すると雪男は、俺の机の上に乱雑に広げられた教本やノートの間から、一枚の紙を見つけ出し、目の前に差し出してきた。

「この前の授業で僕が配ったモノなんだけど…」

雪男から紙を受け取って、内容を確認する。そこには今日行われる、ハロウィンパーティーの詳細が記されていた。主催はメフィストとも書かれている。いかにも、アイツつが好きそうなイベントだな、なんてふと思った。

「…分かった?」
「あぁ。それでお前がそんなヘンテコな格好をしてるんだな」

漸く俺の中で、合点がいった。

「ヘンテコって…。まぁ、いいや。それで、兄さんはどうするの?」
「…しえみや勝呂たちもパーティーには参加するのか?」
「うん。皆、参加の方にチェックしてあったし…。兄さんだけ回答が無かったから、僕が直接に聞きに来たんだよ」
「…そうだったのか、悪かったな」
「それで、兄さんはどうするの?」

先程と同じ言葉で、雪男が答えを促してくる。

「俺は――」

正直、こういうイベントは嫌いじゃない。むしろ、大が付くほど、好きな部類に入る。
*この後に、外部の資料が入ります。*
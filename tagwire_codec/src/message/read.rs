use crate::binary_io::BinaryReader;
use crate::error::{CodecError, CodecResult};
use crate::frame::{read_field_frame, FieldFrame};
use crate::wire::WireType;
use std::collections::{BTreeMap, BTreeSet};
use std::io::Read;
use std::sync::Arc;
use tagwire_types::schema::{LogicalType, MessageDescriptor};
use tagwire_types::value::{Message, Value};
use tracing::trace;

/// Read one message envelope against `descriptor`.
///
/// Strict mode rejects unknown field ids and missing required fields;
/// lenient mode skips the former and tolerates the latter.
pub fn read_message<R: Read>(
    r: &mut BinaryReader<R>,
    descriptor: &Arc<MessageDescriptor>,
    strict: bool,
) -> CodecResult<Message> {
    let mut builder = descriptor.builder();

    while let Some(frame) = read_field_frame(r)? {
        match descriptor.field_by_id(frame.id) {
            Some(field) => {
                let value = read_field_value(r, &frame, Some(&field.field_type), strict)?;
                // An absent value (unrecognized enum id) sets nothing.
                if let Some(value) = value {
                    builder.set(field.id, value);
                }
            }
            None => {
                if strict {
                    return Err(CodecError::StrictModeViolation { field_id: frame.id });
                }
                trace!(field_id = frame.id, wire_type = %frame.wire_type, "skipping unknown field");
                // The sub-decode of a skipped field is unconditionally
                // lenient: its content comes from a schema we don't have.
                read_field_value(r, &frame, None, false)?;
            }
        }
    }

    if strict {
        let missing = builder.missing_required();
        if !missing.is_empty() {
            return Err(CodecError::MissingRequiredFields {
                message: descriptor.name().to_owned(),
                fields: missing.join(","),
            });
        }
    }

    Ok(builder.build())
}

/// Consume one message envelope without building any value. Used to skip
/// unknown struct-typed fields; never allocates a builder.
pub fn consume_message<R: Read>(r: &mut BinaryReader<R>) -> CodecResult<()> {
    while let Some(frame) = read_field_frame(r)? {
        read_field_value(r, &frame, None, false)?;
    }
    Ok(())
}

/// Read one value. The wire tag dictates the payload shape; the declared
/// type (when the field is known) dictates interpretation: string vs binary
/// for blob payloads, enum-by-id vs raw integer for i32 payloads, and the
/// element types of containers.
///
/// Returns `None` when the bytes were consumed but no value applies: an
/// unrecognized enum id, or the skipped payload of an unknown struct field.
pub fn read_field_value<R: Read>(
    r: &mut BinaryReader<R>,
    frame: &FieldFrame,
    declared: Option<&LogicalType>,
    strict: bool,
) -> CodecResult<Option<Value>> {
    if let Some(declared_type) = declared {
        let expected = WireType::for_type(declared_type);
        if expected != frame.wire_type {
            return Err(CodecError::TypeMismatch {
                field_id: frame.id,
                expected: expected.as_str(),
                actual: frame.wire_type.as_str(),
            });
        }
    }

    let value = match frame.wire_type {
        WireType::Stop => {
            return Err(CodecError::UnknownDataType(WireType::Stop.tag()));
        }
        WireType::Void => Some(Value::Bool(true)),
        WireType::Bool => Some(Value::Bool(r.expect_i8()? != 0)),
        WireType::Byte => Some(Value::Byte(r.expect_i8()?)),
        WireType::Double => Some(Value::Double(r.expect_f64()?)),
        WireType::I16 => Some(Value::I16(r.expect_i16()?)),
        WireType::I32 => {
            let int = r.expect_i32()?;
            match declared {
                Some(LogicalType::Enum(enum_type)) => {
                    // An id with no variant decodes as absent, not as an
                    // error: the writer's enum may be newer than ours.
                    enum_type.value_by_id(int).map(Value::Enum)
                }
                _ => Some(Value::I32(int)),
            }
        }
        WireType::I64 => Some(Value::I64(r.expect_i64()?)),
        WireType::Binary => {
            let len = r.expect_u32()? as usize;
            let data = r.expect_bytes(len)?;
            match declared {
                Some(LogicalType::Str) => {
                    Some(Value::Str(String::from_utf8_lossy(&data).into_owned()))
                }
                _ => Some(Value::Bytes(data)),
            }
        }
        WireType::Struct => match declared {
            Some(LogicalType::Message(msg_ref)) => {
                let nested = msg_ref
                    .get()
                    .ok_or_else(|| CodecError::UnresolvedType(msg_ref.name().to_owned()))?;
                let nested = Arc::clone(nested);
                Some(Value::Message(read_message(r, &nested, strict)?))
            }
            _ => {
                consume_message(r)?;
                None
            }
        },
        WireType::Map => {
            let key_tag = WireType::from_tag(r.expect_u8()?)?;
            let value_tag = WireType::from_tag(r.expect_u8()?)?;
            let count = r.expect_u32()?;

            let (key_type, value_type) = match declared {
                Some(LogicalType::Map(key_type, value_type)) => {
                    (Some(key_type.as_ref()), Some(value_type.as_ref()))
                }
                _ => (None, None),
            };
            let key_frame = FieldFrame {
                id: 1,
                wire_type: key_tag,
            };
            let value_frame = FieldFrame {
                id: 2,
                wire_type: value_tag,
            };

            let mut out = BTreeMap::new();
            for _ in 0..count {
                let key = read_field_value(r, &key_frame, key_type, strict)?;
                let value = read_field_value(r, &value_frame, value_type, strict)?;
                match (key, value) {
                    (Some(key), Some(value)) => {
                        out.insert(key, value);
                    }
                    (None, _) if strict => return Err(CodecError::NullMapKey),
                    (_, None) if strict => return Err(CodecError::NullMapValue),
                    _ => trace!("dropping map entry with absent key or value"),
                }
            }
            Some(Value::Map(out))
        }
        WireType::Set => {
            let item_frame = FieldFrame {
                id: 0,
                wire_type: WireType::from_tag(r.expect_u8()?)?,
            };
            let count = r.expect_u32()?;

            let item_type = match declared {
                Some(LogicalType::Set(item_type)) => Some(item_type.as_ref()),
                _ => None,
            };

            let mut out = BTreeSet::new();
            for _ in 0..count {
                match read_field_value(r, &item_frame, item_type, strict)? {
                    Some(item) => {
                        out.insert(item);
                    }
                    None if strict => return Err(CodecError::NullContainerItem("set")),
                    None => trace!("dropping absent set item"),
                }
            }
            Some(Value::Set(out))
        }
        WireType::List => {
            let item_frame = FieldFrame {
                id: 0,
                wire_type: WireType::from_tag(r.expect_u8()?)?,
            };
            let count = r.expect_u32()?;

            let item_type = match declared {
                Some(LogicalType::List(item_type)) => Some(item_type.as_ref()),
                _ => None,
            };

            let mut out = Vec::with_capacity(count as usize);
            for _ in 0..count {
                match read_field_value(r, &item_frame, item_type, strict)? {
                    Some(item) => out.push(item),
                    None if strict => return Err(CodecError::NullContainerItem("list")),
                    None => trace!("dropping absent list item"),
                }
            }
            Some(Value::List(out))
        }
    };

    Ok(value)
}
それに、他の奴らがどんな仮装でやって来るのかも、至極、気になる。
だけど…。

「凄く参加したいけど、俺、仮装用の衣装なんて持ってねェし…」

プリントには、デカデカと『ドレスコードは仮装』と書かれていた。
残念ながら、俺の持ってる洋服の中には、仮装に使えるようなものは一つも無い。幾ら出席したくても、これは諦めざる負えないだろう。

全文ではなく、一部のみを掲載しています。